Врач посмотрел на меня долгим взглядом, лицо его было по-детски розовощеким, как будто он тоже только что кончил гимназию, густые черные брови смыкались над переносицей, придавая его лицу серьезность, которую как бы уравновешивала постоянно блуждающая на лице девичья улыбка. Когда я оделся, он жестом подозвал меня.
— Если не возражаешь, старик, я буду с тобой на ты. — Я насторожился, чего ему надо? — Моя мать — урожденная Надашди! — шепотом прокричал он и крепко сжал мои локти. То, о чем он сказал, видимо, было для него вещью чрезвычайно важной, что-то доказывающей или разоблачающей. Я враждебно молчал. Припоминалось, что эти Надашди — наши родственники, но, с одной стороны, кто нам не родственник, а с другой, разве когда-то не Ференц Надашди вероломно ударил нас в спину, прикидывался родичем, заполучил в жены нашу тетю Юлию, а когда мы попали в беду, хотел покуситься на наши владения? Правда, потом его чин по чину казнили, от чего, в свою очередь, выиграли мы. Ах ты родственничек мой любезный, как я рад тебя лицезреть!
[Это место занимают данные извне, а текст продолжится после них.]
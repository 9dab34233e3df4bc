//! Project model.

use chrono::NaiveDate;
use serde::{Deserialize, Serialize};

use super::{Resource, Role};
use crate::error::{EngineError, EngineResult};

/// Lifecycle status of a project.
#[derive(Debug, Clone, Copy, PartialEq, Eq, Hash, Serialize, Deserialize)]
pub enum ProjectStatus {
    /// Work in progress.
    Active,
    /// Delivered.
    Completed,
    /// Paused.
    #[serde(rename = "On Hold")]
    OnHold,
}

impl ProjectStatus {
    /// The label shown to users; also the sort key for status ordering.
    pub fn label(self) -> &'static str {
        match self {
            ProjectStatus::Active => "Active",
            ProjectStatus::Completed => "Completed",
            ProjectStatus::OnHold => "On Hold",
        }
    }
}

/// The header fields of a project as captured by the project form.
#[derive(Debug, Clone, PartialEq, Eq, Serialize, Deserialize)]
pub struct ProjectDraft {
    /// Project name.
    pub name: String,
    /// Client name.
    pub client: String,
    /// Delivery team name.
    #[serde(default)]
    pub team: String,
    /// Free-text description.
    #[serde(default)]
    pub description: String,
    /// Planned start date.
    pub start_date: NaiveDate,
    /// Planned end date.
    pub end_date: NaiveDate,
    /// Current status.
    pub status: ProjectStatus,
}

impl ProjectDraft {
    /// Checks the fields the project form requires.
    ///
    /// # Errors
    ///
    /// Returns `ValidationError` if the name or client is blank, or if the
    /// end date is before the start date.
    pub fn validate(&self) -> EngineResult<()> {
        if self.name.trim().is_empty() {
            return Err(EngineError::validation("name", "Project name is required"));
        }
        if self.client.trim().is_empty() {
            return Err(EngineError::validation("client", "Client name is required"));
        }
        if self.end_date < self.start_date {
            return Err(EngineError::validation(
                "end_date",
                format!(
                    "end date {} is before start date {}",
                    self.end_date, self.start_date
                ),
            ));
        }
        Ok(())
    }

    /// Validates the draft and turns it into a project with the given roles.
    ///
    /// # Errors
    ///
    /// See [`ProjectDraft::validate`].
    pub fn into_project(self, roles: Vec<Role>) -> EngineResult<Project> {
        self.validate()?;

        Ok(Project {
            name: self.name,
            client: self.client,
            team: self.team,
            description: self.description,
            start_date: self.start_date,
            end_date: self.end_date,
            status: self.status,
            roles,
            resources: Vec::new(),
        })
    }
}

/// A resource supply project.
#[derive(Debug, Clone, PartialEq, Eq, Serialize, Deserialize)]
pub struct Project {
    /// Project name.
    pub name: String,
    /// Client name.
    pub client: String,
    /// Delivery team name.
    pub team: String,
    /// Free-text description.
    pub description: String,
    /// Planned start date.
    pub start_date: NaiveDate,
    /// Planned end date.
    pub end_date: NaiveDate,
    /// Current status.
    pub status: ProjectStatus,
    /// Roles priced for this project.
    pub roles: Vec<Role>,
    /// Resources assigned to this project.
    pub resources: Vec<Resource>,
}

impl Project {
    /// Removes a role by name. Resources already assigned to it are untouched.
    pub fn remove_role(&mut self, name: &str) -> Option<Role> {
        let index = self.roles.iter().position(|role| role.name == name)?;
        Some(self.roles.remove(index))
    }
}

#[cfg(test)]
mod tests {
    use super::*;

    fn draft() -> ProjectDraft {
        ProjectDraft {
            name: "Project Alpha".to_string(),
            client: "TechCorp Inc.".to_string(),
            team: "Platform".to_string(),
            description: String::new(),
            start_date: NaiveDate::from_ymd_opt(2024, 1, 15).unwrap(),
            end_date: NaiveDate::from_ymd_opt(2024, 6, 30).unwrap(),
            status: ProjectStatus::Active,
        }
    }

    #[test]
    fn test_valid_draft_becomes_project() {
        let project = draft().into_project(vec![]).unwrap();
        assert_eq!(project.name, "Project Alpha");
        assert!(project.resources.is_empty());
    }

    #[test]
    fn test_blank_client_is_rejected() {
        let mut d = draft();
        d.client = " ".to_string();

        match d.into_project(vec![]) {
            Err(EngineError::ValidationError { field, .. }) => assert_eq!(field, "client"),
            other => panic!("Expected ValidationError, got {:?}", other),
        }
    }

    #[test]
    fn test_end_before_start_is_rejected() {
        let mut d = draft();
        d.end_date = NaiveDate::from_ymd_opt(2023, 12, 31).unwrap();

        match d.into_project(vec![]) {
            Err(EngineError::ValidationError { field, .. }) => assert_eq!(field, "end_date"),
            other => panic!("Expected ValidationError, got {:?}", other),
        }
    }

    #[test]
    fn test_same_day_project_is_valid() {
        let mut d = draft();
        d.end_date = d.start_date;
        assert!(d.validate().is_ok());
    }

    #[test]
    fn test_status_serializes_as_label() {
        assert_eq!(
            serde_json::to_string(&ProjectStatus::OnHold).unwrap(),
            "\"On Hold\""
        );
        assert_eq!(ProjectStatus::Completed.label(), "Completed");
    }

    #[test]
    fn test_remove_unknown_role_returns_none() {
        let mut project = draft().into_project(vec![]).unwrap();
        assert!(project.remove_role("Architect").is_none());
    }
}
Молодой врач заговорил сдавленным голосом. А знаю ли я, зачем нужна армия? Ей-богу, уж лучше бы говорил о своей матери, «урожденной Надашди»! Только не надо думать, что она нужна для защиты отечества, это все ляля-ля (??), или, понизил он голос, соцлагеря.
— В духе интернационализма, — прошептал он, растягивая «а» точь-в-точь как Мамочка: та-акси, я возьму та-акси. Он рассмеялся. — Ничего подобного, речь идет только о вас, то есть о нас, молодых, которым надо обломать рога, показать, где раки зимуют.